◆ Records shown
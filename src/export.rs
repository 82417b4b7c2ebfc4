//! Persist chunk records.
//!
//! Two formats are supported: a single JSON array of all records, and a
//! directory of markdown files (one per chunk) with a metadata header.

use anyhow::{Context, Result};
use doc_chunker_core::ChunkRecord;
use std::io::Write;
use std::path::Path;
use tracing::info;

/// Write `records` as a JSON array.
///
/// A path of `-` writes to stdout for piping; any other path is created
/// along with its parent directories.
pub fn write_json(records: &[ChunkRecord], output: &Path, pretty: bool) -> Result<()> {
    let json = if pretty {
        serde_json::to_string_pretty(records)?
    } else {
        serde_json::to_string(records)?
    };

    if output == Path::new("-") {
        let mut stdout = std::io::stdout().lock();
        writeln!(stdout, "{}", json)?;
        return Ok(());
    }

    if let Some(parent) = output.parent() {
        std::fs::create_dir_all(parent)
            .with_context(|| format!("Failed to create {}", parent.display()))?;
    }
    std::fs::write(output, &json)
        .with_context(|| format!("Failed to write {}", output.display()))?;
    info!(chunks = records.len(), path = %output.display(), "saved JSON chunks");
    Ok(())
}

/// Write one `{document_id}.md` file per record into `dir`.
pub fn write_markdown(records: &[ChunkRecord], dir: &Path) -> Result<()> {
    std::fs::create_dir_all(dir).with_context(|| format!("Failed to create {}", dir.display()))?;

    for record in records {
        let path = dir.join(format!("{}.md", record.document_id));
        std::fs::write(&path, render_markdown(record))
            .with_context(|| format!("Failed to write {}", path.display()))?;
    }

    info!(chunks = records.len(), dir = %dir.display(), "saved markdown chunks");
    Ok(())
}

/// Render a record as a markdown document with a `---` metadata header.
pub fn render_markdown(record: &ChunkRecord) -> String {
    format!(
        "---\n\
         document_id: {}\n\
         source_file: {}\n\
         source_url: {}\n\
         title: {}\n\
         chunk_index: {}\n\
         total_chunks: {}\n\
         ---\n\
         \n\
         {}\n",
        record.document_id,
        record.source_file,
        record.source_url,
        record.title,
        record.chunk_index,
        record.total_chunks,
        record.chunk_text
    )
}
//! YAML frontmatter extraction.
//!
//! A document carries frontmatter when it starts with a `---` line. The
//! text up to the next `---` line is parsed as a YAML mapping and the rest
//! is the body. Anything malformed is treated as "no frontmatter", and the
//! whole content is chunked.

use std::collections::BTreeMap;

use doc_chunker_core::Frontmatter;
use serde_json::Value;
use tracing::debug;

const DELIMITER: &str = "---\n";

/// Split `content` into its frontmatter and body.
pub fn parse_frontmatter(content: &str) -> (Frontmatter, &str) {
    let Some(rest) = content.strip_prefix(DELIMITER) else {
        return (Frontmatter::default(), content);
    };
    let Some((yaml, body)) = rest.split_once(DELIMITER) else {
        return (Frontmatter::default(), content);
    };

    if yaml.trim().is_empty() {
        return (Frontmatter::default(), body);
    }

    match serde_yaml::from_str::<BTreeMap<String, Value>>(yaml) {
        Ok(fields) => (Frontmatter::new(fields), body),
        Err(e) => {
            debug!(error = %e, "ignoring malformed frontmatter");
            (Frontmatter::default(), content)
        }
    }
}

◆ Instructions to follow
Every line above needs to be repeated exactly as shown.

◆ Written response
filename src/export.rs
repository 82417b4b7c2ebfc4
//! Persist chunk records.
//!
//! Two formats are supported: a single JSON array of all records, and a
//! directory of markdown files (one per chunk) with a metadata header.

use anyhow::{Context, Result};
use doc_chunker_core::ChunkRecord;
use std::io::Write;
use std::path::Path;
use tracing::info;

/// Write `records` as a JSON array.
///
/// A path of `-` writes to stdout for piping; any other path is created
/// along with its parent directories.
pub fn write_json(records: &[ChunkRecord], output: &Path, pretty: bool) -> Result<()> {
    let json = if pretty {
        serde_json::to_string_pretty(records)?
    } else {
        serde_json::to_string(records)?
    };

    if output == Path::new("-") {
        let mut stdout = std::io::stdout().lock();
        writeln!(stdout, "{}", json)?;
        return Ok(());
    }

    if let Some(parent) = output.parent() {
        std::fs::create_dir_all(parent)
            .with_context(|| format!("Failed to create {}", parent.display()))?;
    }
    std::fs::write(output, &json)
        .with_context(|| format!("Failed to write {}", output.display()))?;
    info!(chunks = records.len(), path = %output.display(), "saved JSON chunks");
    Ok(())
}

/// Write one `{document_id}.md` file per record into `dir`.
pub fn write_markdown(records: &[ChunkRecord], dir: &Path) -> Result<()> {
    std::fs::create_dir_all(dir).with_context(|| format!("Failed to create {}", dir.display()))?;

    for record in records {
        let path = dir.join(format!("{}.md", record.document_id));
        std::fs::write(&path, render_markdown(record))
            .with_context(|| format!("Failed to write {}", path.display()))?;
    }

    info!(chunks = records.len(), dir = %dir.display(), "saved markdown chunks");
    Ok(())
}

/// Render a record as a markdown document with a `---` metadata header.
pub fn render_markdown(record: &ChunkRecord) -> String {
    format!(
        "---\n\
         document_id: {}\n\
         source_file: {}\n\
         source_url: {}\n\
         title: {}\n\
         chunk_index: {}\n\
         total_chunks: {}\n\
         ---\n\
         \n\
         {}\n",
        record.document_id,
        record.source_file,
        record.source_url,
        record.title,
        record.chunk_index,
        record.total_chunks,
        record.chunk_text
    )
}
//! YAML frontmatter extraction.
//!
//! A document carries frontmatter when it starts with a `---` line. The
//! text up to the next `---` line is parsed as a YAML mapping and the rest
//! is the body. Anything malformed is treated as "no frontmatter", and the
//! whole content is chunked.

use std::collections::BTreeMap;

use doc_chunker_core::Frontmatter;
use serde_json::Value;
use tracing::debug;

const DELIMITER: &str = "---\n";

/// Split `content` into its frontmatter and body.
pub fn parse_frontmatter(content: &str) -> (Frontmatter, &str) {
    let Some(rest) = content.strip_prefix(DELIMITER) else {
        return (Frontmatter::default(), content);
    };
    let Some((yaml, body)) = rest.split_once(DELIMITER) else {
        return (Frontmatter::default(), content);
    };

    if yaml.trim().is_empty() {
        return (Frontmatter::default(), body);
    }

    match serde_yaml::from_str::<BTreeMap<String, Value>>(yaml) {
        Ok(fields) => (Frontmatter::new(fields), body),
        Err(e) => {
            debug!(error = %e, "ignoring malformed frontmatter");
            (Frontmatter::default(), content)
        }
    }
}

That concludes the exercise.